I think my anxiety attacks are caused by refusing to freak-out during a crisis. This used to happen to me in competitive sports. In one race, I broke a hand and bones were sticking out. I completed the race, won first place and set a regional record. Now a days when I plow ahead with the "finish the task at all costs attitude," I have an anxiety attack. The attacks make me feel an overwhelming amount of shame, fear and guilt. It feels like they happen when a learned behavior no longer works.
"I find that I am always analyzing what other people must be thinking about
me and I think that creates a great deal of anxiety. Do you experience that, and if so, have you found any particular techniques that are effective in combating it?"
Yes, I do experience this often. How I handle it is pretty warped. If it is a public occasion, I dress myself so people and reporters treat me like an object-noting my shoes, clothes and companions. I do not have any substantive conversations and try to come across as a figure not a person. I try to avoid private social settings as much as possible. I find them very painful. The last few days have been very hard. I find I m even trying to avoid my family. At work I simply smile, smile smile. I keep the focus on other people not myself.

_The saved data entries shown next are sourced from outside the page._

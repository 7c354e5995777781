//! Domain types for the journey planner.
//!
//! This module contains the core domain model types that represent
//! validated route data. All types enforce their invariants at
//! construction time, so code that receives these types can trust their
//! validity.

mod route;
mod route_id;
mod station;

pub use route::Route;
pub use route_id::{InvalidRouteId, RouteId};
pub use station::{InvalidStation, Station};
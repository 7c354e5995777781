//! Minimum edge-disjoint trail cover of a connected component.
//!
//! A connected multigraph with all-even degrees has a closed Eulerian
//! circuit; with `2k` odd-degree stations it decomposes into exactly `k`
//! edge-disjoint open trails. The construction here walks greedily from
//! odd-degree stations until none remain, then splices any leftover
//! closed circuits into the trails already built, so the final trail
//! count always matches the theorem.
//!
//! Consumed-route bookkeeping lives in a set local to each call; the
//! graph itself is never mutated, so decompositions of different
//! components are fully independent.

mod trail;

pub use trail::{Decomposition, Trail, TrailError, TrailStep};

use std::collections::HashSet;

use tracing::{debug, trace};

use crate::domain::{RouteId, Station};
use crate::graph::{Component, RouteGraph, minimum_trails};

/// Error returned when the decomposition post-conditions fail.
///
/// This is a defect signal: it means the algorithm produced an invalid
/// cover, never that the input was bad. Callers should treat it as fatal
/// for the whole computation rather than salvage a partial result.
#[derive(Debug, Clone, PartialEq, Eq, thiserror::Error)]
pub enum DecompositionError {
    /// The trails do not cover the component's routes exactly
    #[error("covered {covered} of {expected} routes in component")]
    IncompleteCover { covered: usize, expected: usize },

    /// The trail count is not the theoretical minimum
    #[error("produced {produced} trails, expected {expected}")]
    WrongTrailCount { produced: usize, expected: usize },

    /// A constructed step sequence is not a valid trail
    #[error("invalid trail: {0}")]
    InvalidTrail(#[from] TrailError),

    /// An all-even component must yield a closed circuit
    #[error("expected a closed circuit, got an open trail")]
    OpenCircuit,
}

/// Decompose one connected component into the minimum number of
/// edge-disjoint trails covering every one of its routes exactly once.
///
/// The number of trails is `max(1, odd / 2)` where `odd` is the count of
/// odd-degree stations in the component. All tie-breaking is
/// deterministic (ascending station names and route codes), so repeated
/// runs produce identical trails.
pub fn decompose_component(
    graph: &RouteGraph,
    component: &Component,
) -> Result<Decomposition, DecompositionError> {
    let odd = graph.odd_stations(component);
    let expected_trails = minimum_trails(odd.len());
    let expected_routes = graph.component_route_count(component);

    let mut consumed: HashSet<RouteId> = HashSet::with_capacity(expected_routes);
    let mut raw: Vec<Vec<TrailStep>> = Vec::with_capacity(expected_trails);

    if odd.is_empty() {
        // All degrees even: a single closed circuit exists. The greedy
        // walk can return to its start before exhausting the component
        // (figure-eight shapes); the splice loop below picks up the rest.
        if let Some(start) = component.stations().next() {
            let walk = greedy_walk(graph, start, &mut consumed);
            trace!(start = %start, steps = walk.len(), "circuit walk");
            if !walk.is_empty() {
                raw.push(walk);
            }
        }
    } else {
        // Walk from the smallest station whose remaining degree is odd
        // until none are left. Each walk ends at another odd-degree
        // station, flipping both ends to even, so exactly `odd / 2`
        // walks happen and none is empty.
        loop {
            let start = component
                .stations()
                .find(|station| residual_degree(graph, station, &consumed) % 2 == 1)
                .cloned();
            let Some(start) = start else {
                break;
            };
            let walk = greedy_walk(graph, &start, &mut consumed);
            trace!(start = %start, steps = walk.len(), "open walk");
            if !walk.is_empty() {
                raw.push(walk);
            }
        }
    }

    splice_remaining(graph, &mut consumed, &mut raw);

    debug!(
        trails = raw.len(),
        routes = consumed.len(),
        odd = odd.len(),
        "component decomposed"
    );

    // Post-conditions: exact cover with the theorem-minimum trail count.
    if consumed.len() != expected_routes {
        return Err(DecompositionError::IncompleteCover {
            covered: consumed.len(),
            expected: expected_routes,
        });
    }
    if raw.len() != expected_trails {
        return Err(DecompositionError::WrongTrailCount {
            produced: raw.len(),
            expected: expected_trails,
        });
    }

    let trails = raw
        .into_iter()
        .map(Trail::new)
        .collect::<Result<Vec<_>, _>>()?;

    if odd.is_empty() && !trails[0].is_closed() {
        return Err(DecompositionError::OpenCircuit);
    }

    Ok(Decomposition { trails })
}

/// Remaining degree of a station once consumed routes are discounted.
fn residual_degree(graph: &RouteGraph, station: &Station, consumed: &HashSet<RouteId>) -> usize {
    graph
        .incident(station)
        .iter()
        .filter(|(_, id)| !consumed.contains(id))
        .count()
}

/// Walk from `start`, always taking the lowest-coded unconsumed route at
/// the current station, until no unconsumed route remains there.
///
/// An explicit loop rather than recursion: trail length is bounded only
/// by the route count, which may be large.
fn greedy_walk(
    graph: &RouteGraph,
    start: &Station,
    consumed: &mut HashSet<RouteId>,
) -> Vec<TrailStep> {
    let mut steps = Vec::new();
    let mut current = start.clone();

    loop {
        let next = graph
            .incident(&current)
            .iter()
            .find(|(_, id)| !consumed.contains(id));
        let Some((neighbour, id)) = next else {
            break;
        };
        consumed.insert(*id);
        steps.push(TrailStep {
            from: current.clone(),
            to: neighbour.clone(),
            route: *id,
        });
        current = neighbour.clone();
    }

    steps
}

/// Consume any routes left over after the initial walks.
///
/// At this point every remaining degree is even, so the leftovers form
/// closed sub-circuits that touch the trails already built (the component
/// is connected). Walk a circuit from the first trail station that still
/// has unconsumed routes and insert its steps into that trail at that
/// station, keeping the trail count fixed. Appending leftovers as fresh
/// trails instead would break the minimum-count guarantee.
fn splice_remaining(
    graph: &RouteGraph,
    consumed: &mut HashSet<RouteId>,
    raw: &mut Vec<Vec<TrailStep>>,
) {
    loop {
        // First station (in trail order, then step order) with an
        // unconsumed incident route. Scanning in a fixed order keeps the
        // output deterministic.
        let mut anchor: Option<(usize, usize, Station)> = None;
        'scan: for (t, steps) in raw.iter().enumerate() {
            // Walks are never empty, so steps[0] exists
            if residual_degree(graph, &steps[0].from, consumed) > 0 {
                anchor = Some((t, 0, steps[0].from.clone()));
                break 'scan;
            }
            for (i, step) in steps.iter().enumerate() {
                if residual_degree(graph, &step.to, consumed) > 0 {
                    anchor = Some((t, i + 1, step.to.clone()));
                    break 'scan;
                }
            }
        }

        let Some((t, position, station)) = anchor else {
            break;
        };

        let circuit = greedy_walk(graph, &station, consumed);
        trace!(at = %station, steps = circuit.len(), "splicing circuit");
        raw[t].splice(position..position, circuit);
    }
}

"What would you like to do if this condition were not holding you back?"
I would go back to school for my dream graduate degree. I would go back to my favorite career and start my own business. I would try to make more friends and be a better community asset.
"Since recovery comes to those that use a combination of tools such as CBT (cognitive behavioral therapy), anti-anxiety medications, support network, and other types of therapy, can you determine which was the most vital aid for you in your recovery? "
So far. the anti-anxiety medications have helped the most. I have just started CBT. I am at the worst level of anxiety/panic/depression that I have had in a while. My therapist is on vacation. Time to buy a mid-life crisis pair of outrageous red 4" heels. My end of year bonus turned out to be much larger than I expected. Cheaper than therapy and will make me smile every time I look at them. LOL!